PROTÉGÉS. Pendant trois ans, plus d’une cinquantaine de spécialistes des vertébrés et des invertébrés, des plantes et des arbres ont arpenté les 1200 hectares de prairies et champs qui pourraient disparaître sous l’emprise du projet aéroportuaire de Nantes (Loire-Atlantique).

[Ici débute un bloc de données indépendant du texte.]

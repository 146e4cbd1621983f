// ABOUTME: reqwest client for the host messaging platform's REST API
// ABOUTME: Implements RoomRelay and HostPlatform with a cached bot login that refreshes on 401

use anyhow::{Context, Result};
use async_trait::async_trait;
use reqwest::StatusCode;
use serde_json::json;
use tokio::sync::RwLock;

use tether_core::config::HostConfig;
use tether_core::traits::{CountdownSignal, HostAuth, HostPlatform, RoomRelay};

/// Client for the host platform, shared by the relay and control-plane
/// trait impls. Bot credentials are exchanged for an auth token lazily and
/// cached; a 401 on any call drops the cache and retries once.
pub struct HostClient {
    http: reqwest::Client,
    config: HostConfig,
    auth: RwLock<Option<HostAuth>>,
}

impl HostClient {
    pub fn new(config: HostConfig) -> Result<Self> {
        let http = reqwest::Client::builder()
            .timeout(std::time::Duration::from_secs(30))
            .build()
            .context("Failed to build HTTP client for host platform")?;
        Ok(Self {
            http,
            config,
            auth: RwLock::new(None),
        })
    }

    fn url(&self, path: &str) -> String {
        format!("{}{}", self.config.base_url.trim_end_matches('/'), path)
    }

    async fn perform_login(&self) -> Result<HostAuth> {
        let resp = self
            .http
            .post(self.url("/api/v1/login"))
            .json(&json!({
                "user": self.config.bot_username,
                "password": self.config.bot_password,
            }))
            .send()
            .await
            .context("Host platform unreachable: login")?;

        if !resp.status().is_success() {
            anyhow::bail!("Host platform rejected bot login: HTTP {}", resp.status());
        }

        let body: serde_json::Value = resp.json().await.context("Malformed login response")?;
        let data = body.get("data").cloned().unwrap_or_default();
        let field = |name: &str| -> Result<String> {
            data.get(name)
                .and_then(serde_json::Value::as_str)
                .map(str::to_string)
                .with_context(|| format!("Login response missing '{}'", name))
        };

        Ok(HostAuth {
            token: field("authToken")?,
            user_id: field("userId")?,
        })
    }

    async fn cached_auth(&self) -> Result<HostAuth> {
        if let Some(auth) = self.auth.read().await.clone() {
            return Ok(auth);
        }
        let auth = self.perform_login().await?;
        *self.auth.write().await = Some(auth.clone());
        tracing::info!(bot = %self.config.bot_username, "Bot authenticated against host platform");
        Ok(auth)
    }

    /// POST an authenticated JSON body; on 401 the cached token is dropped
    /// and the call retried once with a fresh login.
    async fn authed_post(&self, path: &str, body: serde_json::Value) -> Result<serde_json::Value> {
        let mut retried = false;
        loop {
            let auth = self.cached_auth().await?;
            let resp = self
                .http
                .post(self.url(path))
                .header("X-Auth-Token", &auth.token)
                .header("X-User-Id", &auth.user_id)
                .json(&body)
                .send()
                .await
                .with_context(|| format!("Host platform unreachable: POST {}", path))?;

            if resp.status() == StatusCode::UNAUTHORIZED && !retried {
                tracing::debug!(path = %path, "Host auth token stale, re-authenticating");
                *self.auth.write().await = None;
                retried = true;
                continue;
            }
            if !resp.status().is_success() {
                anyhow::bail!("Host platform rejected POST {}: HTTP {}", path, resp.status());
            }
            return Ok(resp.json().await.unwrap_or_default());
        }
    }
}

#[async_trait]
impl RoomRelay for HostClient {
    async fn send_text(&self, room_id: &str, text: &str) -> Result<()> {
        self.authed_post(
            "/api/v1/chat.postMessage",
            json!({ "roomId": room_id, "text": text }),
        )
        .await?;
        Ok(())
    }

    async fn send_notice(&self, room_id: &str, text: &str) -> Result<()> {
        self.authed_post(
            "/api/v1/chat.postMessage",
            json!({ "roomId": room_id, "text": text, "alias": "tether-debug" }),
        )
        .await?;
        Ok(())
    }

    async fn set_typing(&self, room_id: &str, typing: bool) -> Result<()> {
        self.authed_post(
            "/api/v1/chat.typing",
            json!({ "roomId": room_id, "typing": typing }),
        )
        .await?;
        Ok(())
    }

    async fn signal_countdown(&self, room_id: &str, signal: CountdownSignal) -> Result<()> {
        let body = match signal {
            CountdownSignal::Start {
                warning_secs,
                timeout_secs,
            } => json!({
                "roomId": room_id,
                "action": "start",
                "warningSecs": warning_secs,
                "timeoutSecs": timeout_secs,
            }),
            CountdownSignal::Stop => json!({ "roomId": room_id, "action": "stop" }),
        };
        self.authed_post("/api/v1/chat.countdown", body).await?;
        Ok(())
    }
}

#[async_trait]
impl HostPlatform for HostClient {
    async fn login(&self) -> Result<HostAuth> {
        // Explicit login refreshes the cache so later calls reuse it
        let auth = self.perform_login().await?;
        *self.auth.write().await = Some(auth.clone());
        Ok(auth)
    }

    async fn set_presence(&self, auth: &HostAuth, status: &str) -> Result<()> {
        let resp = self
            .http
            .post(self.url("/api/v1/users.setStatus"))
            .header("X-Auth-Token", &auth.token)
            .header("X-User-Id", &auth.user_id)
            .json(&json!({ "status": status }))
            .send()
            .await
            .context("Host platform unreachable: set presence")?;

        if !resp.status().is_success() {
            anyhow::bail!("Presence update rejected: HTTP {}", resp.status());
        }
        Ok(())
    }

    async fn transfer_room(&self, room_id: &str, department: &str) -> Result<()> {
        self.authed_post(
            "/api/v1/rooms.transfer",
            json!({ "roomId": room_id, "department": department }),
        )
        .await?;
        Ok(())
    }

    async fn set_room_field(&self, room_id: &str, key: &str, value: &str) -> Result<()> {
        self.authed_post(
            "/api/v1/rooms.saveCustomField",
            json!({ "roomId": room_id, "field": key, "value": value }),
        )
        .await?;
        Ok(())
    }

    async fn close_room(&self, room_id: &str, comment: &str) -> Result<()> {
        self.authed_post(
            "/api/v1/rooms.close",
            json!({ "roomId": room_id, "comment": comment }),
        )
        .await?;
        Ok(())
    }

    async fn schedule_job(&self, room_id: &str, delay_secs: u64) -> Result<String> {
        let body = self
            .authed_post(
                "/api/v1/jobs.schedule",
                json!({ "roomId": room_id, "delaySecs": delay_secs }),
            )
            .await?;
        body.get("jobId")
            .and_then(serde_json::Value::as_str)
            .map(str::to_string)
            .context("Job schedule response missing 'jobId'")
    }

    async fn cancel_job(&self, job_id: &str) -> Result<()> {
        self.authed_post("/api/v1/jobs.cancel", json!({ "jobId": job_id }))
            .await?;
        Ok(())
    }
}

"Les visites mensuelles sur le terrain ont remplacé les explorations thématiques par espèce", raconte François de Beaulieu, porte-parole du Collectif des naturalistes en lutte. Le but des naturalistes était évidemment de donner de nouveaux arguments de protection de la biodiversité aux opposants au projet. A ce titre, l’objectif est rempli : les scientifiques amateurs et professionnels ont débusqué trois espèces protégées qui n’avaient pas été repérées dans les inventaires précédents. Crossope aquatique et triton de Blasius pour les animaux, Pulicaria vulgaris, Exaculum pusillum et Sibthorpia pour les végétaux devraient donc en toute logique obliger les pouvoirs publics à redémarrer une procédure d’enquête publique. "Nous offrons ainsi une solution juridique au gouvernement pour rouvrir le dossier et réévaluer le projet sans que personne perde la face", espère François de Beaulieu.

TRITONS. Au passage, les "naturalistes en lutte" mettent en doute le sérieux des inventaires précédents. Ainsi, le triton crêté et le triton marbré avaient bien été repérés par les études précédentes, mais pas le triton de blasius, alors que celui-ci est un hybride de ces deux espèces.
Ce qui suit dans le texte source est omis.